7 Ideas to Improve Communication
1. The Smiley Board
Stephen Nelson Smith (@lordcope) talks about how he sometimes uses “the smiley board” on some consulting engagements. At the end of each work day, everyone is required to draw a picture of their face in one of three modes (happy face, blah face or sad face). At the end of each sprint during the retrospective they try to correlate face to work and flow. Never underestimate the power of capturing subjective and soft data.
2. Playing Games
Game playing is also a fantastic way to influence good communication behavior and bring people together. One of my favorite games is a Kanban simulation game (http://getkanban.com/). The game simulates a variable work flow for a SaaS based company over a 13 day period and introduces all sorts of events. A team of 5 or 6 players roll dice to move story cards with a goal of maximizing net profit by optimizing the flow of work. Huddle.com has a game they call the XP game. They create cross function teams from all aspects of the business (dev, ops, sales, marketing, and exec level) and they play a simulated software development life cycle; however in instead of creating software they have jobs like blow up 20 balloons. The teams assign story points to the tasks. The games help all aspects of the business learn how to communicate in a common language for how to get work done.
3. Daily Standups
I am also a big fan of daily standup meetings, especially for managing remote teams. It’s important to have daily short discussions about the previous and new day’s work flow. This also creates a social contract for trust. Everyone get to see and hear what everyone is working on.
4. Hack Days
Hack days are also a great way to build good communication habits. Some companies plan a hack day once a month. Some even do it once a week. Everyone gets to work on whatever they want for the day. Java guys may try a python project, the operations guy might sit in on a Java project to learn more about the framework. Typically the work done on a hack day focuses on the tasks that never seem to get done. The little things that, when done, help productivity. One company actually flies all of their employees to their headquarters’ city once a quarter and they make it a hack day contest. Peers vote on the final projects and prizes are given out.

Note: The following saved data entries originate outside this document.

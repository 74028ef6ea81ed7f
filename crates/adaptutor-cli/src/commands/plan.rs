//! The `adaptutor plan` command.

use anyhow::Result;

use adaptutor_core::engine::StudyPlanResponse;
use adaptutor_core::model::Subject;

use super::{build_engine, print_json, GlobalArgs};

pub async fn execute(
    global: &GlobalArgs,
    learner: String,
    grade: u8,
    subject: Subject,
    name: Option<String>,
    provider: Option<String>,
    model: Option<String>,
) -> Result<()> {
    let engine = build_engine(global, provider.as_deref(), model.as_deref())?;
    let response = engine
        .generate_study_plan(&learner, grade, subject, name.as_deref())
        .await?;

    print_days(&response);
    print_json(&response)
}

fn print_days(response: &StudyPlanResponse) {
    use comfy_table::{Cell, Table};

    let mut table = Table::new();
    table.set_header(vec!["Day", "Topic", "Time"]);
    for day in &response.plan.days {
        table.add_row(vec![
            Cell::new(&day.day),
            Cell::new(&day.topic),
            Cell::new(day.estimated_time.as_deref().unwrap_or("-")),
        ]);
    }

    eprintln!(
        "\n{} ({} level, {:?})",
        response.plan.week_title, response.difficulty_tier, response.source
    );
    eprintln!("{table}");
}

I have run hack days in some large companies as part of a DevOps workshop and watch employees start reaching over a conference table to share information. One time there were two guys who’s cubicles were back to back for 10 years and after they reached over the conference table to share a screen view they joked that they had never done that in the 10 years they had worked next to each other.
5. Putting Everyone in the Same Space
Another communication hack I recently heard was a developer manager who decided to put his desk right smack in the middle of all the developers in an open floor space. DRW has a story where they have their traders actually pair with a developer. There is a famous story where the developer asks the online trader why he selected one button versus another field. The trader responds that the other button is sometimes hard to see. The developers says “Hold on a second.” Then he commits the change (on a live trading system) and says “How about now?” The trader says “Thats great but can you make it a little bluer?”
At DRW this strategy is working so well that it’s not uncommon for developers to start going to night school in order to become traders.
6. Chat Rooms
Another standard for creating good communication is to create chat rooms. At my current company we have group specific chat rooms as well as one we call Watercooler. Watercooler is an open discussion to talk about anything you want to. There are also cross functional rooms and we also create war room channels when we need. There are some companies that run bots on their chat rooms so that they can push out meaningful information like alerts config runs, builds etc. Some companies actually add clever code hacks to their chat rooms to keep the discussions lively. I have seen hacks that turn on red flashing lights, sound alarms. The sillier the better. Work needs to be fun.
Startups in Silicon Valley have a long history of juicing up the office spaces with pinball machines, ping pong tables and pool tables. It’s not uncommon for a dev and ops team to take their frustrations out on a fierce game of ping pong.
Like I said in the beginning of this section I am no expert on this topic however there is one thing I do know: Having a lot of fun at work goes a long way to improving communication.
Local vs. Global Thinking
Another advantage of a startup is that most employees think globally.
The goals are more immediate and there are fewer procedures. The issues come when the organization grows and that global thinking is not nurtured. In larger organizations there can be years of local procedures and optimizations. Local procedures and optimizations may cause conflict with the overall goal of an organization.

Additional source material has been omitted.